The Company uses reinsurance in combination with derivative instruments to
mitigate the liability exposure, risk of loss and the volatility of net income
associated with these liabilities. Derivative instruments used for risk
mitigation are primarily equity futures, equity options and variance swaps.
The net amount at risk ("NAR") for guarantees can change significantly during
periods of sizable and sustained shifts in equity market performance, increased
equity volatility, or changes in interest rates. The NAR disclosed in Note 8 of
the Notes to the Interim Condensed Consolidated Financial Statements represents
management's estimate of the current value of the benefits under these
guarantees if they were all exercised simultaneously at June 30, 2012 and
December 31, 2011. However, there are features, such as deferral periods and
benefits requiring annuitization or death, that limit the amount of benefits
that will be payable in the near future.
While the Company believes that the reinsurance and hedging strategies employed
for guarantees included in both PABs and in future policy benefits, as well as
other risk management actions, have mitigated the risks related to these
benefits, the Company remains liable for the guaranteed benefits in the event
that reinsurers or derivative counterparties are unable or unwilling to pay.

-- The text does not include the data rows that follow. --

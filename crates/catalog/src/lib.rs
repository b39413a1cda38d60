//! Collaborator services around checkout: user identities, carts and the
//! product catalog with its read-through cache.

pub mod cache;
pub mod cart;
pub mod error;
pub mod service;
pub mod users;

pub use cache::{
    ALL_PRODUCTS_KEY, CacheError, CatalogCache, InMemoryCatalogCache, PRODUCT_LIST_TTL,
    RedisCatalogCache,
};
pub use cart::CartService;
pub use error::{CatalogError, Result};
pub use service::CatalogService;
pub use users::UserService;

Certain of the Company's reinsurance agreements and most derivative positions
are collateralized and derivatives positions are subject to master netting
agreements, both of which significantly reduce the exposure to counterparty
risk. In addition, the Company is subject to the risk that hedging and other
risk management actions prove ineffective or that unanticipated policyholder
behavior or mortality, combined with adverse market events, produces economic
losses beyond the scope of the risk management techniques employed.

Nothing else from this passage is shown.